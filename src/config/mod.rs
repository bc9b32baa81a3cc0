//! Configuration management for median
//!
//! Layered configuration loading with support for:
//! - TOML configuration files
//! - `MEDIAN_*` environment variable overrides
//! - The conventional `DATABASE_URL` and `PORT` variables
//!
//! # Configuration Priority (lowest to highest)
//! 1. `default.toml`
//! 2. `{environment}.toml`
//! 3. `local.toml` (not committed to version control)
//! 4. `MEDIAN_*` environment variables
//! 5. `DATABASE_URL` / `PORT`
//! 6. CLI flags (applied by [`crate::cli::ConfigurationMerger`])

pub mod environment;
pub mod error;
pub mod loader;
pub mod settings;
pub mod validation;

pub use environment::Environment;
pub use error::ConfigError;
pub use loader::ConfigLoader;
pub use settings::{DatabaseConfig, LoggerSettings, ServerConfig, Settings};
_____
§ About this exercise: Your task is to restate, word for word, the line with "pub mod settings;" and all lines after it, ending with the last line of the data.

§ Response for this exercise:
pub mod settings;
pub mod validation;

pub use environment::Environment;
pub use error::ConfigError;
pub use loader::ConfigLoader;
pub use settings::{DatabaseConfig, LoggerSettings, ServerConfig, Settings};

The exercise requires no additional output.